The Department of Energy has awarded $5 million to create tools to increase the nation’s level of preparedness for biological threats — including an infection rate tracking program for COVID-19 developed by a Sandia National Laboratories team in 2020.
Jaideep Ray and Cosmin Safta developed an approach using publicly available data from states to track and predict outbreaks of COVID-19 in large populations. Since then, they have refined their model to track infection rates at the county level, where infection rates and case counts start small.
“You may not get hundreds of people infected or coming in sick every day, especially during the early days of an outbreak. You may get 10 to 12, which is what we’ve seen for counties like Bernalillo and Valencia in New Mexico,” Ray said. “If you get about 5 to 10 people coming in sick every day, we can figure out how fast the disease is spreading and we can forecast how it’s going to move in the next two weeks.”
That kind of specificity is vital to learning to stop outbreaks before they have a chance to spread. In June, DOE’s Office of Science established a Bio-preparedness Research Virtual Environment initiative to plan for future events and put out a call for proposals to advance work that can provide early warning. The Sandia team partnered with researchers from Argonne National Laboratory and their joint proposal was accepted in August, with a total project award of $825,000 a year.

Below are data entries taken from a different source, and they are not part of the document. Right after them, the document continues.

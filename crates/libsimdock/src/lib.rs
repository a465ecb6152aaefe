//! Core subsystem of the simdock workspace server: sandboxed per-session
//! file storage, snapshot save/restore, and background-job orchestration.

pub mod engine;
pub mod error;
pub mod fsutil;
pub mod paths;
pub mod session;
pub mod snapshot;
pub mod store;
pub mod sweep;
pub mod tasks;

pub use engine::{ArtifactFile, DemoEngine, EngineError, JobContext, SimulationEngine};
pub use error::SimdockError;
pub use session::{SessionManager, session_dir_name};
pub use snapshot::SnapshotStore;
pub use tasks::{JobHandles, TaskOrchestrator};
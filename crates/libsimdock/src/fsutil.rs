//! Small filesystem helpers shared by session provisioning and snapshots.

use std::fs;
use std::path::Path;

use walkdir::WalkDir;

use crate::error::SimdockError;

/// Deep-copy a directory tree. The destination must not already contain
/// conflicting files; existing directories are reused.
pub fn copy_tree(src: &Path, dest: &Path) -> Result<(), SimdockError> {
    for entry in WalkDir::new(src) {
        let entry = entry.map_err(|e| {
            SimdockError::Io(e.into_io_error().unwrap_or_else(|| {
                std::io::Error::other("walkdir loop")
            }))
        })?;
        let rel = entry
            .path()
            .strip_prefix(src)
            .expect("walkdir yields paths under src");
        let target = dest.join(rel);
        if entry.file_type().is_dir() {
            fs::create_dir_all(&target)?;
        } else if entry.file_type().is_file() {
            if let Some(parent) = target.parent() {
                fs::create_dir_all(parent)?;
            }
            fs::copy(entry.path(), &target)?;
        }
        // Symlinks are intentionally not reproduced inside session roots.
    }
    Ok(())
}

/// Recursively delete a directory, reporting failure as a boolean instead of
/// an error. Used for cleanup paths that are advertised as best-effort.
pub fn remove_tree_best_effort(path: &Path) -> bool {
    if !path.exists() {
        return false;
    }
    match fs::remove_dir_all(path) {
        Ok(()) => true,
        Err(e) => {
            tracing::warn!(path = %path.display(), error = %e, "failed to remove directory tree");
            false
        }
    }
}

“The first thing we want to do is try to make the model less computationally expensive,” Ray said, explaining the goals for the next two years. “The second thing that we are going to do is look at the question: If you had the beginnings of an outbreak, and it’s infected 30 or so people in a small village of 100 or 200 people, can we use that data to infer the mechanism of human-to-human transmission, and what the spread rate is? In other words, does the new disease have the potential to become a pandemic?”
Finally, the team will refine an agent-based modeling tool developed at Argonne. This computational framework looks at individual or group interactions through the lens of game theory, evolutionary programming, sociology and similar analysis methods to model the spread of an outbreak — including under scenarios where public health restrictions have been instituted. Such models are invaluable in evaluating the efficiency of potential public health countermeasures in slowing an outbreak, versus the disruption they would cause.
“We’ll be using data to ‘back out’ how fast a novel disease jumps from person to person, and the social links facilitating that transmission,” Ray said. “This is something we started 13 or 14 years ago. People are very interested in that kind of work now because it tells you the mechanism and route of disease spread — and therefore a weak link where you could potentially break the chain of transmission.”
Such a breakthrough, funded through this research grant, might one day help the nation avoid the debilitating and deadly impacts of the next pandemic.